### What the exercise asks
Go through the records and give each one again exactly.

### Information

↓

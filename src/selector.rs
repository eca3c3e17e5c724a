//! The release selection engine.
//!
//! A pure function from a release list and a [Strategy] to a keep/delete
//! partition. No I/O, no state between calls; invoking it twice with the
//! same input yields the same result, and concurrent calls over distinct
//! inputs need no coordination.

use std::collections::{BTreeMap, HashSet};

use crate::error::Result;
use crate::release::Release;
use crate::strategy::Strategy;
use crate::version::{matches_release_tag_convention, parse_version_from_tag};

/// The keep/delete partition produced by a strategy.
///
/// `delete` is always the input minus `keep`, compared by tag name, with the
/// input order preserved. The two sets are disjoint and cover the input.
#[derive(Debug, Clone, PartialEq)]
pub struct SelectionResult {
    /// Releases to retain, in the order defined by the strategy.
    pub keep: Vec<Release>,

    /// Releases to remove, in input order.
    pub delete: Vec<Release>,

    /// Tags the grouping strategies excluded because they do not follow the
    /// `v<major>.<minor>.<patch>` convention, in input order. Diagnostic
    /// only; these releases still appear in `delete`.
    pub non_semver_tags: Vec<String>,
}

/// Partition `releases` according to `strategy`.
pub fn select(releases: &[Release], strategy: &Strategy) -> SelectionResult {
    let (keep, non_semver_tags) = match strategy {
        Strategy::All => (releases.to_vec(), Vec::new()),
        Strategy::LatestInMinor => keep_last_n_in_minor(releases, 1),
        Strategy::LastNInMinor(n) => keep_last_n_in_minor(releases, *n),
        Strategy::NotMatchingSemver => (
            releases
                .iter()
                .filter(|release| !matches_release_tag_convention(&release.tag_name))
                .cloned()
                .collect(),
            Vec::new(),
        ),
        Strategy::WithoutArtifacts => (
            releases
                .iter()
                .filter(|release| !release.has_artifacts())
                .cloned()
                .collect(),
            Vec::new(),
        ),
    };

    let delete = delete_set(releases, &keep);
    SelectionResult {
        keep,
        delete,
        non_semver_tags,
    }
}

/// Decode `strategy` and partition `releases` with it.
///
/// Fails with [crate::ReleasePruneError::UnknownStrategy] or
/// [crate::ReleasePruneError::InvalidStrategyFormat] before looking at the
/// release list; no partial result is produced.
pub fn select_by_name(releases: &[Release], strategy: &str) -> Result<SelectionResult> {
    let strategy = strategy.parse::<Strategy>()?;
    Ok(select(releases, &strategy))
}

/// Group parseable releases by `(major, minor)` and keep the top `n` of each
/// group by patch, flattened with groups in numeric key-descending order.
///
/// The ordered map makes the output independent of hash iteration order and
/// of the input permutation (membership-wise). Within a group the sort is
/// stable, so equal patches keep input order and the first one encountered
/// wins.
fn keep_last_n_in_minor(releases: &[Release], n: usize) -> (Vec<Release>, Vec<String>) {
    let mut groups: BTreeMap<(u32, u32), Vec<(u32, Release)>> = BTreeMap::new();
    let mut non_semver = Vec::new();

    for release in releases {
        match parse_version_from_tag(&release.tag_name) {
            Some(version) => groups
                .entry((version.major, version.minor))
                .or_default()
                .push((version.patch, release.clone())),
            None => non_semver.push(release.tag_name.clone()),
        }
    }

    let mut keep = Vec::new();
    for (_, mut entries) in groups.into_iter().rev() {
        entries.sort_by(|a, b| b.0.cmp(&a.0));
        keep.extend(entries.into_iter().take(n).map(|(_, release)| release));
    }

    (keep, non_semver)
}

/// Input minus keep, compared by tag name, input order preserved.
fn delete_set(releases: &[Release], keep: &[Release]) -> Vec<Release> {
    let kept: HashSet<&str> = keep.iter().map(|release| release.tag_name.as_str()).collect();
    releases
        .iter()
        .filter(|release| !kept.contains(release.tag_name.as_str()))
        .cloned()
        .collect()
}

#[cfg(test)]
mod tests {
    use super::*;

    fn releases(tags: &[&str]) -> Vec<Release> {
        tags.iter().map(|tag| Release::new(*tag)).collect()
    }

    fn keep_tags(result: &SelectionResult) -> Vec<&str> {
        result.keep.iter().map(|r| r.tag_name.as_str()).collect()
    }

    #[test]
    fn test_empty_input() {
        for strategy in [
            Strategy::All,
            Strategy::LatestInMinor,
            Strategy::LastNInMinor(3),
            Strategy::NotMatchingSemver,
            Strategy::WithoutArtifacts,
        ] {
            let result = select(&[], &strategy);
            assert!(result.keep.is_empty());
            assert!(result.delete.is_empty());
            assert!(result.non_semver_tags.is_empty());
        }
    }

    #[test]
    fn test_groups_flatten_key_descending() {
        let input = releases(&["v1.2.4", "v2.0.1", "v1.3.0", "v1.2.9"]);
        let result = select(&input, &Strategy::LastNInMinor(2));
        assert_eq!(keep_tags(&result), ["v2.0.1", "v1.3.0", "v1.2.9", "v1.2.4"]);
    }

    #[test]
    fn test_patch_tie_first_in_input_order_wins() {
        // Distinct tags can parse to the same triple via leading zeros
        let input = releases(&["v1.02.3", "v1.2.3"]);
        let result = select(&input, &Strategy::LatestInMinor);
        assert_eq!(keep_tags(&result), ["v1.02.3"]);
    }

    #[test]
    fn test_last_zero_keeps_nothing() {
        let input = releases(&["v1.2.1", "v1.2.2"]);
        let result = select(&input, &Strategy::LastNInMinor(0));
        assert!(result.keep.is_empty());
        assert_eq!(result.delete.len(), 2);
    }

    #[test]
    fn test_non_semver_diagnostics_only_for_grouping_strategies() {
        let input = releases(&["v1.2.3", "latest"]);

        let grouped = select(&input, &Strategy::LatestInMinor);
        assert_eq!(grouped.non_semver_tags, ["latest"]);

        for strategy in [
            Strategy::All,
            Strategy::NotMatchingSemver,
            Strategy::WithoutArtifacts,
        ] {
            assert!(select(&input, &strategy).non_semver_tags.is_empty());
        }
    }
}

↑

### Written reply
filename src/selector.rs
repository eca3c3e17e5c724a
//! The release selection engine.
//!
//! A pure function from a release list and a [Strategy] to a keep/delete
//! partition. No I/O, no state between calls; invoking it twice with the
//! same input yields the same result, and concurrent calls over distinct
//! inputs need no coordination.

use std::collections::{BTreeMap, HashSet};

use crate::error::Result;
use crate::release::Release;
use crate::strategy::Strategy;
use crate::version::{matches_release_tag_convention, parse_version_from_tag};

/// The keep/delete partition produced by a strategy.
///
/// `delete` is always the input minus `keep`, compared by tag name, with the
/// input order preserved. The two sets are disjoint and cover the input.
#[derive(Debug, Clone, PartialEq)]
pub struct SelectionResult {
    /// Releases to retain, in the order defined by the strategy.
    pub keep: Vec<Release>,

    /// Releases to remove, in input order.
    pub delete: Vec<Release>,

    /// Tags the grouping strategies excluded because they do not follow the
    /// `v<major>.<minor>.<patch>` convention, in input order. Diagnostic
    /// only; these releases still appear in `delete`.
    pub non_semver_tags: Vec<String>,
}

/// Partition `releases` according to `strategy`.
pub fn select(releases: &[Release], strategy: &Strategy) -> SelectionResult {
    let (keep, non_semver_tags) = match strategy {
        Strategy::All => (releases.to_vec(), Vec::new()),
        Strategy::LatestInMinor => keep_last_n_in_minor(releases, 1),
        Strategy::LastNInMinor(n) => keep_last_n_in_minor(releases, *n),
        Strategy::NotMatchingSemver => (
            releases
                .iter()
                .filter(|release| !matches_release_tag_convention(&release.tag_name))
                .cloned()
                .collect(),
            Vec::new(),
        ),
        Strategy::WithoutArtifacts => (
            releases
                .iter()
                .filter(|release| !release.has_artifacts())
                .cloned()
                .collect(),
            Vec::new(),
        ),
    };

    let delete = delete_set(releases, &keep);
    SelectionResult {
        keep,
        delete,
        non_semver_tags,
    }
}

/// Decode `strategy` and partition `releases` with it.
///
/// Fails with [crate::ReleasePruneError::UnknownStrategy] or
/// [crate::ReleasePruneError::InvalidStrategyFormat] before looking at the
/// release list; no partial result is produced.
pub fn select_by_name(releases: &[Release], strategy: &str) -> Result<SelectionResult> {
    let strategy = strategy.parse::<Strategy>()?;
    Ok(select(releases, &strategy))
}

/// Group parseable releases by `(major, minor)` and keep the top `n` of each
/// group by patch, flattened with groups in numeric key-descending order.
///
/// The ordered map makes the output independent of hash iteration order and
/// of the input permutation (membership-wise). Within a group the sort is
/// stable, so equal patches keep input order and the first one encountered
/// wins.
fn keep_last_n_in_minor(releases: &[Release], n: usize) -> (Vec<Release>, Vec<String>) {
    let mut groups: BTreeMap<(u32, u32), Vec<(u32, Release)>> = BTreeMap::new();
    let mut non_semver = Vec::new();

    for release in releases {
        match parse_version_from_tag(&release.tag_name) {
            Some(version) => groups
                .entry((version.major, version.minor))
                .or_default()
                .push((version.patch, release.clone())),
            None => non_semver.push(release.tag_name.clone()),
        }
    }

    let mut keep = Vec::new();
    for (_, mut entries) in groups.into_iter().rev() {
        entries.sort_by(|a, b| b.0.cmp(&a.0));
        keep.extend(entries.into_iter().take(n).map(|(_, release)| release));
    }

    (keep, non_semver)
}

/// Input minus keep, compared by tag name, input order preserved.
fn delete_set(releases: &[Release], keep: &[Release]) -> Vec<Release> {
    let kept: HashSet<&str> = keep.iter().map(|release| release.tag_name.as_str()).collect();
    releases
        .iter()
        .filter(|release| !kept.contains(release.tag_name.as_str()))
        .cloned()
        .collect()
}

#[cfg(test)]
mod tests {
    use super::*;

    fn releases(tags: &[&str]) -> Vec<Release> {
        tags.iter().map(|tag| Release::new(*tag)).collect()
    }

    fn keep_tags(result: &SelectionResult) -> Vec<&str> {
        result.keep.iter().map(|r| r.tag_name.as_str()).collect()
    }

    #[test]
    fn test_empty_input() {
        for strategy in [
            Strategy::All,
            Strategy::LatestInMinor,
            Strategy::LastNInMinor(3),
            Strategy::NotMatchingSemver,
            Strategy::WithoutArtifacts,
        ] {
            let result = select(&[], &strategy);
            assert!(result.keep.is_empty());
            assert!(result.delete.is_empty());
            assert!(result.non_semver_tags.is_empty());
        }
    }

    #[test]
    fn test_groups_flatten_key_descending() {
        let input = releases(&["v1.2.4", "v2.0.1", "v1.3.0", "v1.2.9"]);
        let result = select(&input, &Strategy::LastNInMinor(2));
        assert_eq!(keep_tags(&result), ["v2.0.1", "v1.3.0", "v1.2.9", "v1.2.4"]);
    }

    #[test]
    fn test_patch_tie_first_in_input_order_wins() {
        // Distinct tags can parse to the same triple via leading zeros
        let input = releases(&["v1.02.3", "v1.2.3"]);
        let result = select(&input, &Strategy::LatestInMinor);
        assert_eq!(keep_tags(&result), ["v1.02.3"]);
    }

    #[test]
    fn test_last_zero_keeps_nothing() {
        let input = releases(&["v1.2.1", "v1.2.2"]);
        let result = select(&input, &Strategy::LastNInMinor(0));
        assert!(result.keep.is_empty());
        assert_eq!(result.delete.len(), 2);
    }

    #[test]
    fn test_non_semver_diagnostics_only_for_grouping_strategies() {
        let input = releases(&["v1.2.3", "latest"]);

        let grouped = select(&input, &Strategy::LatestInMinor);
        assert_eq!(grouped.non_semver_tags, ["latest"]);

        for strategy in [
            Strategy::All,
            Strategy::NotMatchingSemver,
            Strategy::WithoutArtifacts,
        ] {
            assert!(select(&input, &strategy).non_semver_tags.is_empty());
        }
    }
}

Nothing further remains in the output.